Harley-Davidson Sprint SX350

Tomorrow’s classics: 1971-1974 Harley-Davidson Sprint SX350.

| July/August 2013

Harley-Davidson Sprint SX350
Claimed power: 25hp @ 7,000rpm (1971)
Top speed: 90mph
Engine: 344cc air-cooled OHV horizontal single
Weight (dry): 312lb
Price then/now: $870 (1971)/$2,400-$4,500

It’s a simple and time-honored recipe. Take a street-standard motorcycle, fit trail-type tires, scrambles handlebars and a high-level exhaust system, and — hey, presto! — your road bike becomes a mud-plugging enduro or desert-dueler. Of course, most street scramblers weren’t true offroad machines — but they looked like them. And the look was hot.

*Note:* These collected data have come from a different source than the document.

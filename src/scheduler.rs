//! Daily batch schedule
//!
//! [`run_daily`] sleeps until the configured local time, runs one batch, and
//! repeats until its cancellation token fires. A failed run is logged (the
//! orchestrator already reported it) and the next day's run happens as usual.

use crate::orchestrator::BatchOrchestrator;
use chrono::{DateTime, Duration as ChronoDuration, Local, NaiveDateTime, NaiveTime, TimeZone};
use tokio_util::sync::CancellationToken;
use tracing::{error, info};

const MINUTES_PER_DAY: u32 = 24 * 60;

/// Next occurrence of `run_at` strictly after `now`, in the time zone of `now`
///
/// Local times skipped by a daylight-saving jump resolve to the first valid
/// instant after the gap; ambiguous times resolve to their earliest instant.
pub fn next_run_after<Tz: TimeZone>(now: &DateTime<Tz>, run_at: NaiveTime) -> DateTime<Tz> {
    let tz = now.timezone();
    let today = now.date_naive();

    let today_run = resolve_local(&tz, today.and_time(run_at));
    if today_run > *now {
        return today_run;
    }
    let tomorrow = today.succ_opt().unwrap_or(today);
    resolve_local(&tz, tomorrow.and_time(run_at))
}

fn resolve_local<Tz: TimeZone>(tz: &Tz, local: NaiveDateTime) -> DateTime<Tz> {
    let mut candidate = local;
    // DST gaps last at most a few hours
    for _ in 0..MINUTES_PER_DAY {
        if let Some(instant) = tz.from_local_datetime(&candidate).earliest() {
            return instant;
        }
        candidate += ChronoDuration::minutes(1);
    }
    tz.from_utc_datetime(&local)
}

/// Run a batch every day at `run_at` (local time) until `cancel` fires
pub async fn run_daily(orchestrator: BatchOrchestrator, run_at: NaiveTime, cancel: CancellationToken) {
    info!(run_at = %run_at, "daily schedule started");

    loop {
        let now = Local::now();
        let next = next_run_after(&now, run_at);
        let delay = (next - now).to_std().unwrap_or_default();
        info!(next_run = %next, "waiting for next batch run");

        tokio::select! {
            biased;
            _ = cancel.cancelled() => break,
            _ = tokio::time::sleep(delay) => {}
        }

        match orchestrator.run().await {
            Ok(report) => info!(
                refreshed = report.refreshed_count(),
                attempted = report.items.len(),
                "scheduled batch run complete"
            ),
            Err(e) => error!(error = %e, "scheduled batch run failed"),
        }
    }

    info!("daily schedule stopped");
}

All this made sense to Harley-Davidson in 1971. Their 350SS street bike was hopelessly outclassed by Japanese twins of the same capacity, so to squeeze a few more years out of the ageing Aermacchi design they moved the 350 single into a bracket where standing quarter times and racetrack handling were less important.

The first generation SX350 really was little more than a 350SS street bike dressed up for the dirt. It retained the street bike’s banana-shaped spine frame with the engine slung below. For added strength, the rear subframe and suspension bolted to a pair of forged members replacing what had been tubes: stronger, maybe, but definitely heavier. Eighteen-inch rear and 19-inch front wheels were fitted with seriously knobby offroad tires rolling under abbreviated, high-mounted fender blades. A smaller gas tank and shorter seat were fitted, and gone was the street bike’s tachometer, together with the dated binnacle it lived in. High, cross-braced handlebars and a high-level muffler with wire heat shield finished the street-to-dirt makeover.

Underneath, not a lot changed. The Harley-Davidson Sprint SX350 retained the drivetrain and major components from the SS, including the street bike’s long-stroke 74mm x 80mm pushrod 4-stroke single, which continued to drive a 4-speed transmission through a gear primary and dry multiplate clutch, with chain drive to the rear wheel. Shifting was on the right, as was the kickstand, and the kickstarter was on the left — something that took American riders some getting used to.

Cycle Guide started its April 1971 review on the SX350 by saying, “if there is a more rugged enduro-type motorcycle than the new Harley Davidson 350cc Sprint, we haven’t run across it.” But that ruggedness came at a cost in weight: At 312 pounds dry, Cycle Guide considered the SX to be “almost 100lbs heavier than its competition” with a full tank of gas. (Though they didn’t specify what that competition was, a same year Bultaco Sherpa 350 weighed a claimed 211 pounds.) They also found that if the SX was “left sitting idle several days at a time . . . it then became necessary to bump start it.” Not a sterling commendation.